Let’s face it – when you were growing up – perhaps mostly in your teen years – you never really listened to your parents. You might have pretended to, or developed that uncanny ability to not really listen – yet be able to recite the last sentence of whatever was said. A great skill indeed.
Has anyone been listening to the FDA?
In 2004, the FDA proposed the idea of Quality by Design. According to an article in this month’s issue by Ron Snee, QbD’s purpose “was to design quality into the product and process rather than try to test quality into the product at the end on the production line. It has been known for a long time that “quality by testing” is a low-yield and costly strategy. In 2005 ICH outlined the concept of design space in its Q8 guideline that focused on product development. Since that time, pharmaceutical and biotech companies – despite depending on innovation for their livelihood – have been slow to adopt QbD.”
I mention this in light of the many recent recalls regarding quality problems at compounding pharmacies around the nation. As a subscriber to the FDA’s email alerts it’s quite sobering to read the almost constant stream of recall notices and tally up how many are related to quality control problems at compounding pharmacies.
The FDA, however, is not above reproach.
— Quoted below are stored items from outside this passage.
//! `bookings` CLI: query availability and book agents against a JSON schedule file.
//!
//! ## Usage
//!
//! ```sh
//! # Hourly slots for an agent on a date
//! bookings slots -s schedule.json --agent agent-x --date 2026-03-16
//!
//! # Same, folded into open/closed ranges at 30-minute granularity
//! bookings slots -s schedule.json --agent agent-x --date 2026-03-16 --granularity 30 --compact
//!
//! # Is 10:00-11:00 free?
//! bookings check -s schedule.json --agent agent-x --date 2026-03-16 --start 10:00 --end 11:00
//!
//! # Book it and write the updated schedule back
//! bookings book -s schedule.json --agent agent-x --client c-1 --service deck \
//!     --date 2026-03-16 --start 10:00 --end 11:00 --location "12 Elm St" -o schedule.json
//!
//! # Week view bucketed by hour
//! bookings calendar -s schedule.json --view week --date 2026-03-18
//!
//! # Merge hourly selections into ranges
//! echo '[{"start":"09:00","end":"10:00","flag":true}]' | bookings compress
//! ```
//!
//! Results go to stdout as pretty JSON; logs go to stderr (`RUST_LOG` overrides
//! the default `warn` level).

use std::io::{self, Read};
use std::sync::Arc;

use anyhow::{Context, Result};
use booking_engine::calendar::{self, CalendarView};
use booking_engine::interval::{self, Span};
use booking_engine::{
    find_conflicts, AgentId, BookingManager, BookingRequest, ClientId, ClockTime, EngineConfig,
    InMemoryStore, ScheduleData, ServiceId, SlotGenerator,
};
use chrono::{Duration, NaiveDate};
use clap::{Parser, Subcommand, ValueEnum};
use rust_decimal::Decimal;
use serde_json::json;
use tracing::{info, warn};
use tracing_subscriber::layer::SubscriberExt;
use tracing_subscriber::util::SubscriberInitExt;
use tracing_subscriber::EnvFilter;

#[derive(Parser)]
#[command(
    name = "bookings",
    version,
    about = "Agent availability and conflict-free booking"
)]
struct Cli {
    #[command(subcommand)]
    command: Commands,

    /// Engine configuration (JSON); defaults apply when omitted
    #[arg(long, global = true)]
    config: Option<String>,
}

#[derive(Subcommand)]
enum Commands {
    /// List an agent's slots for a date
    Slots {
        /// Schedule file
        #[arg(short, long)]
        schedule: String,
        #[arg(long)]
        agent: String,
        /// Date (YYYY-MM-DD)
        #[arg(long)]
        date: NaiveDate,
        /// Slot width in minutes (overrides the config)
        #[arg(long)]
        granularity: Option<u32>,
        /// Fold consecutive slots with equal availability into ranges
        #[arg(long)]
        compact: bool,
    },
    /// Check whether an interval is free right now
    Check {
        #[arg(short, long)]
        schedule: String,
        #[arg(long)]
        agent: String,
        #[arg(long)]
        date: NaiveDate,
        /// Start time (HH:MM)
        #[arg(long)]
        start: ClockTime,
        /// End time (HH:MM, 24:00 allowed)
        #[arg(long)]
        end: ClockTime,
    },
    /// Create a PENDING booking
    Book {
        #[arg(short, long)]
        schedule: String,
        #[arg(long)]
        agent: String,
        #[arg(long)]
        client: String,
        #[arg(long)]
        service: String,
        #[arg(long)]
        date: NaiveDate,
        #[arg(long)]
        start: ClockTime,
        #[arg(long)]
        end: ClockTime,
        #[arg(long)]
        location: String,
        /// Quoted price, e.g. 150.00
        #[arg(long)]
        price: Option<Decimal>,
        #[arg(long)]
        notes: Option<String>,
        /// Write the updated schedule here (the input file is left untouched otherwise)
        #[arg(short, long)]
        output: Option<String>,
    },
    /// Bookings bucketed by date and start hour
    Calendar {
        #[arg(short, long)]
        schedule: String,
        #[arg(long, value_enum, default_value_t = ViewArg::Week)]
        view: ViewArg,
        /// Any date inside the view
        #[arg(long)]
        date: NaiveDate,
        /// Only this agent's bookings
        #[arg(long)]
        agent: Option<String>,
    },
    /// Merge flagged spans into maximal ranges
    Compress {
        /// Input file (reads from stdin if omitted)
        #[arg(short, long)]
        input: Option<String>,
    },
}

#[derive(Clone, Copy, ValueEnum)]
enum ViewArg {
    Day,
    Week,
}

impl From<ViewArg> for CalendarView {
    fn from(view: ViewArg) -> Self {
        match view {
            ViewArg::Day => CalendarView::Day,
            ViewArg::Week => CalendarView::Week,
        }
    }
}

fn main() -> Result<()> {
    let cli = Cli::parse();

    let filter = EnvFilter::try_from_default_env().unwrap_or_else(|_| EnvFilter::new("warn"));
    tracing_subscriber::registry()
        .with(filter)
        .with(
            tracing_subscriber::fmt::layer()
                .with_target(false)
                .with_writer(io::stderr),
        )
        .init();

    let config = load_config(cli.config.as_deref())?;

    match cli.command {
        Commands::Slots {
            schedule,
            agent,
            date,
            granularity,
            compact,
        } => {
            let store = Arc::new(load_schedule(&schedule)?);
            let minutes = granularity.unwrap_or(config.granularity_minutes);
            let generator =
                SlotGenerator::new(store).with_granularity(Duration::minutes(i64::from(minutes)));
            let slots = generator
                .get_available_slots(&AgentId::new(agent), date)
                .context("Failed to generate slots")?;

            if compact {
                let spans: Vec<Span> = slots
                    .iter()
                    .map(|s| Span::new(s.start_time, s.end_time, s.available))
                    .collect();
                print_json(&interval::compress(&spans))?;
            } else {
                print_json(&slots)?;
            }
        }
        Commands::Check {
            schedule,
            agent,
            date,
            start,
            end,
        } => {
            let store = Arc::new(load_schedule(&schedule)?);
            let generator = SlotGenerator::from_config(store, &config);
            let available = generator
                .check_availability(&AgentId::new(agent), date, start, end)
                .context("Failed to check availability")?;
            print_json(&json!({ "available": available }))?;
        }
        Commands::Book {
            schedule,
            agent,
            client,
            service,
            date,
            start,
            end,
            location,
            price,
            notes,
            output,
        } => {
            let store = Arc::new(load_schedule(&schedule)?);
            let manager = BookingManager::new(store.clone(), config);
            let booking = manager
                .create(BookingRequest {
                    service_id: ServiceId::new(service),
                    client_id: ClientId::new(client),
                    agent_id: AgentId::new(agent),
                    date,
                    start_time: start,
                    end_time: end,
                    location,
                    price,
                    notes,
                })
                .context("Booking rejected")?;

            if let Some(path) = output {
                let updated = serde_json::to_string_pretty(&store.to_data())?;
                std::fs::write(&path, updated)
                    .with_context(|| format!("Failed to write file: {}", path))?;
                info!(path = %path, "schedule written");
            }
            print_json(&booking)?;
        }
        Commands::Calendar {
            schedule,
            view,
            date,
            agent,
        } => {
            let data = read_schedule(&schedule)?;
            let range = calendar::view_range(view.into(), date);
            let bookings: Vec<_> = data
                .bookings
                .into_iter()
                .filter(|b| agent.as_deref().is_none_or(|a| b.agent_id.as_str() == a))
                .collect();

            let cells: Vec<_> =
                calendar::bucket_by_hour(&bookings, range, config.calendar_hours.range())
                    .into_iter()
                    .map(|((day, hour), bookings)| {
                        json!({ "date": day, "hour": hour, "bookings": bookings })
                    })
                    .collect();

            print_json(&json!({
                "start": range.start,
                "end": range.end,
                "cells": cells,
            }))?;
        }
        Commands::Compress { input } => {
            let raw = read_input(input.as_deref())?;
            let mut spans: Vec<Span> =
                serde_json::from_str(&raw).context("Failed to parse spans JSON")?;
            spans.sort_by_key(|s| (s.start, s.end));
            print_json(&interval::compress(&spans))?;
        }
    }

    Ok(())
}

fn load_config(path: Option<&str>) -> Result<EngineConfig> {
    let Some(path) = path else {
        return Ok(EngineConfig::default());
    };
    let raw =
        std::fs::read_to_string(path).with_context(|| format!("Failed to read file: {}", path))?;
    EngineConfig::from_json_str(&raw).with_context(|| format!("Invalid config: {}", path))
}

fn read_schedule(path: &str) -> Result<ScheduleData> {
    let raw =
        std::fs::read_to_string(path).with_context(|| format!("Failed to read file: {}", path))?;
    let data: ScheduleData = serde_json::from_str(&raw)
        .with_context(|| format!("Failed to parse schedule: {}", path))?;

    for conflict in find_conflicts(&data.bookings) {
        warn!(
            agent_id = %conflict.agent_id,
            date = %conflict.date,
            booking_a = %conflict.booking_a,
            booking_b = %conflict.booking_b,
            overlap_minutes = conflict.overlap_minutes,
            "schedule file contains overlapping bookings"
        );
    }
    Ok(data)
}

fn load_schedule(path: &str) -> Result<InMemoryStore> {
    Ok(InMemoryStore::from_data(read_schedule(path)?))
}

fn read_input(path: Option<&str>) -> Result<String> {
    match path {
        Some(path) => {
            std::fs::read_to_string(path).with_context(|| format!("Failed to read file: {}", path))
        }
        None => {
            let mut buf = String::new();
            io::stdin()
                .read_to_string(&mut buf)
                .context("Failed to read from stdin")?;
            Ok(buf)
        }
    }
}

fn print_json<T: serde::Serialize + ?Sized>(value: &T) -> Result<()> {
    println!("{}", serde_json::to_string_pretty(value)?);
    Ok(())
}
Congressional hearings into the worst of the quality failures, the NECC case which lead to dozens of deaths from meningitis, has revealed that the FDA knew of the problems, but failed to act.
All of this leads me to my question – if these firms had listened to the FDA back in 2004 and implemented the recommendations proposed – would we even be in this situation?
Sometimes a little listening goes a long way – just ask your parents.